Occasionally you may encounter a hostile inventor situation. For example, when an inventor refuses to sign over any rights to the entity. This is a very sensitive situation and you must contact a patent professional to resolve this issue. There is past legislation that helps guide these negotiations to aid entities in resolving these scenarios. If not handled properly the hostile inventor can hold patent rights concurrently with the entity. This is why before filing any provisional application it is imperative to ensure that all listed inventors have transferred their rights in an executed assignment document.

Be inclusive as possible naming inventors. If those inventors are under the obligation of assignment and believe they are an inventor for the application, it is a best practice to consider that in their favor especially if they have to transfer their rights to your entity either way.

8.    Practical Tips

1. Consider partnership and operating agreements should also list intellectual property rights and the disposition of those rights.
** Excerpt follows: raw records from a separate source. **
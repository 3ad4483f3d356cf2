//! Contact repository: registration, lookup, and partial updates.
//!
//! Registration creates the contact and its wallet together; a positive
//! coupon value additionally creates a posted welcome-coupon credit note
//! and the initial ledger entry.

use chrono::Utc;
use rust_decimal::Decimal;
use sea_orm::{
    ActiveModelTrait, ColumnTrait, Condition, DatabaseConnection, DbErr, EntityTrait, QueryFilter,
    Set, TransactionTrait,
};
use tracing::info;
use uuid::Uuid;

use farebox_core::contact::{ContactType, Gender, Registration};
use farebox_core::documents::{CreditNoteSpec, InvoiceLineSpec};
use farebox_core::wallet::{DepositMethod, DepositRequest, DocumentRef, EntryStatus};
use farebox_shared::AppError;
use farebox_shared::types::{ContactId, DocumentId, RequestContext};

use super::company::{CompanyError, CompanyRepository};
use super::document::{DocumentError, DocumentRepository};
use super::wallet::{WalletError, WalletRepository};
use crate::entities::{contacts, wallets};

/// Error types for contact operations.
#[derive(Debug, thiserror::Error)]
pub enum ContactRepoError {
    /// A contact with this sub_id or mobile already exists in the company.
    #[error("Contact with this sub_id or mobile already exists")]
    Duplicate,

    /// No contact matched the given identifier.
    #[error("No contact found with this email or mobile")]
    NotFound,

    /// Document factory error (welcome coupon).
    #[error(transparent)]
    Document(#[from] DocumentError),

    /// Wallet operation error.
    #[error(transparent)]
    Wallet(#[from] WalletError),

    /// Company lookup error.
    #[error(transparent)]
    Company(#[from] CompanyError),

    /// Database error.
    #[error("Database error: {0}")]
    Database(#[from] DbErr),
}

impl From<ContactRepoError> for AppError {
    fn from(e: ContactRepoError) -> Self {
        match e {
            ContactRepoError::Duplicate => Self::Conflict(e.to_string()),
            ContactRepoError::NotFound => Self::NotFound(e.to_string()),
            ContactRepoError::Document(e) => e.into(),
            ContactRepoError::Wallet(e) => e.into(),
            ContactRepoError::Company(e) => e.into(),
            ContactRepoError::Database(e) => Self::Database(e.to_string()),
        }
    }
}

/// Identifier used to locate a contact for update.
#[derive(Debug, Clone)]
pub enum ContactIdentifier {
    /// By internal contact id.
    Id(Uuid),
    /// By email.
    Email(String),
    /// By mobile number.
    Mobile(String),
}

/// Partial update of a contact.
#[derive(Debug, Clone, Default)]
pub struct ContactChanges {
    /// New name.
    pub name: Option<String>,
    /// New email.
    pub email: Option<String>,
    /// New mobile number.
    pub mobile: Option<String>,
    /// New city.
    pub city: Option<String>,
    /// New gender.
    pub gender: Option<Gender>,
    /// New contact type.
    pub contact_type: Option<ContactType>,
}

/// A freshly registered contact with its wallet.
#[derive(Debug, Clone)]
pub struct RegisteredContact {
    /// The contact row.
    pub contact: contacts::Model,
    /// The wallet row.
    pub wallet: wallets::Model,
    /// Posted balance after registration (coupon credit included).
    pub wallet_balance: Decimal,
}

/// Contact repository.
#[derive(Debug, Clone)]
pub struct ContactRepository {
    db: DatabaseConnection,
}

impl ContactRepository {
    /// Creates a new contact repository.
    #[must_use]
    pub const fn new(db: DatabaseConnection) -> Self {
        Self { db }
    }

    /// Registers a contact and creates its wallet.
    ///
    /// With a positive coupon value a posted credit note and an initial
    /// posted ledger entry are created and the balance reflects the coupon.
    pub async fn register(
        &self,
        ctx: &RequestContext,
        registration: &Registration,
    ) -> Result<RegisteredContact, ContactRepoError> {
        let company_id = ctx.company_id.into_inner();

        let mut duplicate_filter = Condition::any();
        duplicate_filter = duplicate_filter.add(contacts::Column::SubId.eq(registration.sub_id.clone()));
        if let Some(mobile) = &registration.mobile {
            duplicate_filter = duplicate_filter.add(contacts::Column::Mobile.eq(mobile.clone()));
        }
        let existing = contacts::Entity::find()
            .filter(contacts::Column::CompanyId.eq(company_id))
            .filter(duplicate_filter)
            .one(&self.db)
            .await?;
        if existing.is_some() {
            return Err(ContactRepoError::Duplicate);
        }

        let txn = self.db.begin().await?;
        let company = CompanyRepository::load_in(&txn, company_id).await?;

        let contact = contacts::ActiveModel {
            id: Set(Uuid::now_v7()),
            company_id: Set(company_id),
            sub_id: Set(registration.sub_id.clone()),
            name: Set(registration.name.clone()),
            email: Set(registration.email.clone()),
            mobile: Set(registration.mobile.clone()),
            city: Set(registration.city.clone()),
            gender: Set(registration.gender.map(Into::into)),
            contact_type: Set(registration.contact_type.map(Into::into)),
            receivable_account_id: Set(None),
            created_at: Set(Utc::now().into()),
            updated_at: Set(Utc::now().into()),
        }
        .insert(&txn)
        .await?;

        let wallet = wallets::ActiveModel {
            id: Set(Uuid::now_v7()),
            company_id: Set(company_id),
            contact_id: Set(contact.id),
            balance: Set(Decimal::ZERO),
            currency: Set(company.currency.clone()),
            created_at: Set(Utc::now().into()),
            updated_at: Set(Utc::now().into()),
        }
        .insert(&txn)
        .await?;

        let mut wallet_balance = Decimal::ZERO;
        if registration.coupon_value > Decimal::ZERO {
            let credit_note = DocumentRepository::create_credit_note_in(
                &txn,
                &company,
                &CreditNoteSpec {
                    partner: ContactId::from_uuid(contact.id),
                    line: InvoiceLineSpec::coupon(registration.coupon_value),
                },
            )
            .await?;

            let effect = farebox_core::wallet::plan_deposit(&DepositRequest {
                amount: registration.coupon_value,
                description: "Welcome Coupon - Service Credit".to_string(),
                status: EntryStatus::Posted,
                payer: ContactId::from_uuid(contact.id),
                create_payment: false,
                fallback_document: DocumentRef::Invoice(DocumentId::from_uuid(credit_note.id)),
                deposit_method: DepositMethod::Direct,
                reference: None,
                bank: None,
                account_number: None,
            })
            .map_err(|e| WalletError::InvalidSpec(e.to_string()))?;
            WalletRepository::execute_effect_in(&txn, &company, wallet.id, effect).await?;
            wallet_balance = WalletRepository::refresh_balance_in(&txn, wallet.id).await?;
        }

        txn.commit().await?;
        info!(
            sub_id = %registration.sub_id,
            wallet_balance = %wallet_balance,
            "Contact registered"
        );

        Ok(RegisteredContact {
            contact,
            wallet,
            wallet_balance,
        })
    }

    /// Finds a contact by identifier within the request's company.
    pub async fn identify(
        &self,
        ctx: &RequestContext,
        identifier: &ContactIdentifier,
    ) -> Result<Option<contacts::Model>, ContactRepoError> {
        let mut query = contacts::Entity::find()
            .filter(contacts::Column::CompanyId.eq(ctx.company_id.into_inner()));
        query = match identifier {
            ContactIdentifier::Id(id) => query.filter(contacts::Column::Id.eq(*id)),
            ContactIdentifier::Email(email) => {
                query.filter(contacts::Column::Email.eq(email.clone()))
            }
            ContactIdentifier::Mobile(mobile) => {
                query.filter(contacts::Column::Mobile.eq(mobile.clone()))
            }
        };
        Ok(query.one(&self.db).await?)
    }

    /// Applies a partial update to a contact.
    pub async fn update(
        &self,
        ctx: &RequestContext,
        identifier: &ContactIdentifier,
        changes: ContactChanges,
    ) -> Result<contacts::Model, ContactRepoError> {
        let contact = self
            .identify(ctx, identifier)
            .await?
            .ok_or(ContactRepoError::NotFound)?;

        let mut active: contacts::ActiveModel = contact.into();
        if let Some(name) = changes.name {
            active.name = Set(name);
        }
        if let Some(email) = changes.email {
            active.email = Set(Some(email));
        }
        if let Some(mobile) = changes.mobile {
            active.mobile = Set(Some(mobile));
        }
        if let Some(city) = changes.city {
            active.city = Set(Some(city));
        }
        if let Some(gender) = changes.gender {
            active.gender = Set(Some(gender.into()));
        }
        if let Some(contact_type) = changes.contact_type {
            active.contact_type = Set(Some(contact_type.into()));
        }
        active.updated_at = Set(Utc::now().into());

        Ok(active.update(&self.db).await?)
    }
}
What happens if the entity dissolves, how to handle non-competition periods, intellectual property rights are central to these questions.

2. Consider contractor agreements before commissioning the work. Before the work begins proper agreements need to be in place to address any intellectual property rights issues. All rights should be assigned and transferred to the entity or designated to be assigned to the company once invention takes place. Consider employment agreements should also cover similar issues.

3. If a patent application is filed without a complete list of inventors it could cause issues in the future, and it might be better to be over-inclusive rather than under-inclusive when naming inventors. Hostile inventors might arise and not cooperate in the necessary agreements, and the employment agreements should be written to over that. One example of this is to assign power of attorney in the employment agreement if the inventor is not willing to cooperate with assigning his intellectual property rights in the future.